PARTIE 1 : Qui êtes-vous ?

Tristan Ferré : Bonjour Yves !

Yves Contreras : Bonjour Tristan !

Tristan Ferré : Alors, vous vous appelez Yves Contreras, vous vivez dans le pays de Gex, à deux pas de Genève. Yves si vous nous invitez chez vous, on prend son GPS et là, on tombe sur un centre de loisirs. Alors on se dit qu’on s’est trompé alors qu’en fait non, vous vivez vraiment dans un centre de vacances et pour cause vous en êtes le régisseur. Alors, accueillir des enfants, leur donner du bonheur, prendre soin d’eux, pour vous, c’est un métier. En fait, quand on vous connaît, on comprend que l’important pour vous, c’est les autres. Et surtout, le monde qui nous entoure. Engagé, mais pas politique, vous avez fait de l’écologie pratique et expérientiel un sacerdoce. Pour le dire plus simplement, vous préférez mettre les mains à la terre que de militer, vous préférez agir plutôt que de revendiquer et c’est tout ça qu’a émergé un projet, que dis-je, LE projet, votre projet « EARTH Garden-Parc », parc d’exposition, source d’inspiration et de vocation, vous le direz probablement mieux que moi. Alors Yves, est-ce que cette description vous convient ?

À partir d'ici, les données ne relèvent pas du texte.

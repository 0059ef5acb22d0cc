use crate::config::BoostTable;
use crate::index::InvertedIndex;
use anyhow::{Context, Result};
use serde::{Deserialize, Serialize};
use std::fs::{self, create_dir_all, File};
use std::io::{Read, Write};
use std::path::{Path, PathBuf};

pub const FORMAT_VERSION: u32 = 1;

#[derive(Debug, Clone, PartialEq, Serialize, Deserialize)]
pub struct MetaFile {
    pub num_docs: u32,
    pub num_terms: u32,
    pub created_at: String,
    pub version: u32,
    /// Boosts the index was built with; compare before querying to spot a stale index.
    pub boosts: BoostTable,
}

impl MetaFile {
    pub fn for_index(index: &InvertedIndex, created_at: impl Into<String>) -> Self {
        Self {
            num_docs: index.num_docs() as u32,
            num_terms: index.num_terms() as u32,
            created_at: created_at.into(),
            version: FORMAT_VERSION,
            boosts: index.boosts.clone(),
        }
    }
}

pub struct IndexPaths {
    pub root: PathBuf,
}

impl IndexPaths {
    pub fn new<P: AsRef<Path>>(root: P) -> Self {
        Self { root: root.as_ref().to_path_buf() }
    }
    pub fn index(&self) -> PathBuf { self.root.join("index.bin") }
    pub fn meta(&self) -> PathBuf { self.root.join("meta.json") }
}

/// Write `index.bin` via a temp file + rename so readers never load a torn file.
pub fn save_index(paths: &IndexPaths, index: &InvertedIndex) -> Result<()> {
    create_dir_all(&paths.root)?;
    let bytes = bincode::serialize(index)?;
    let tmp = paths.root.join("index.bin.tmp");
    let mut f = File::create(&tmp)?;
    f.write_all(&bytes)?;
    f.sync_all()?;
    fs::rename(&tmp, paths.index())?;
    Ok(())
}

pub fn load_index(paths: &IndexPaths) -> Result<InvertedIndex> {
    let mut f = File::open(paths.index()).with_context(|| format!("opening {}", paths.index().display()))?;
    let mut buf = Vec::new();
    f.read_to_end(&mut buf)?;
    let index = bincode::deserialize(&buf)?;
    Ok(index)
}

pub fn save_meta(paths: &IndexPaths, meta: &MetaFile) -> Result<()> {
    create_dir_all(&paths.root)?;
    let mut f = File::create(paths.meta())?;
    let json = serde_json::to_string_pretty(meta)?;
    f.write_all(json.as_bytes())?;
    Ok(())
}

pub fn load_meta(paths: &IndexPaths) -> Result<MetaFile> {
    let mut f = File::open(paths.meta())?;
    let mut buf = String::new();
    f.read_to_string(&mut buf)?;
    let meta: MetaFile = serde_json::from_str(&buf)?;
    if meta.version != FORMAT_VERSION {
        anyhow::bail!("unsupported index format version {} (expected {})", meta.version, FORMAT_VERSION);
    }
    Ok(meta)
}

/// Persist both the index body and its metadata.
pub fn save_all(paths: &IndexPaths, index: &InvertedIndex, created_at: &str) -> Result<MetaFile> {
    let meta = MetaFile::for_index(index, created_at);
    save_index(paths, index)?;
    save_meta(paths, &meta)?;
    Ok(meta)
}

Yves Contreras : Oui, oui, parfaitement, c’est exactement ça.

Tristan Ferré : Eh bien c’est parfait, si vous n’avez rien à ajouter. J’ai quelques questions à vous poser. Alors d’abord, on a dit que vous étiez un régisseur. Pour moi un régisseur, moi qui ai fait allemand LV1, c’est un metteur en scène. Qu’est-ce que ça veut dire en français un « régisseur » ?

Yves Contreras : En fait le régisseur lui a pour missions de gérer et de mettre en conformité un ERP. Alors, un ERP, c’est un établissement qui reçoit du public. En fait, la régie, c’est vraiment le travail de l’ombre. L’avantage c’est qu’on ne risque pas de prendre un coup de soleil. Mon quotidien, c’est la coordination de toutes les interactions extérieures qui permettront le bon fonctionnement de la régie. Je vais accueillir les professionnels qui vont gérer tout ce qui est les systèmes de sécurité, SSI, extincteurs. La responsabilité du régisseur, c’est aussi l’entretien des locaux : changer les ampoules, etc. C’est aussi d’entretenir les espaces verts, de les gérer. Enfin, la mission principale du régisseur c’est l’accueil du public dans les meilleures conditions. C’est vrai qu’il y a une interaction entre le public et le régisseur qui va se mettre en place. En fait, le régisseur va plus ou moins se transformer en concierge et en fait il va faire en sorte que le public puisse avoir tout ce qu’il a besoin pour pouvoir accomplir ce pourquoi il est venu, notamment les enfants : ils vont avoir besoin de ciseaux, colle, papier, que sais-je, pour pouvoir vraiment s’éclater dans leurs vacances. Il se trouve que j’ai proposé à ma direction depuis quelques années des ateliers pédagogiques éducatifs sur le jardinage. Étant moi-même un peu permaculteur, j’utilise en fait la biomasse et du sang pour constituer des jardins, et avec les enfants, on va vraiment interagir ensemble grâce à ces fameux ateliers. Ils vont l’entretenir tout au long du séjour, ils vont participer à l’arrosage, ils vont planter, ils vont semer, ils vont récolter. Tout ça provoque une émulation qui est très très intéressante.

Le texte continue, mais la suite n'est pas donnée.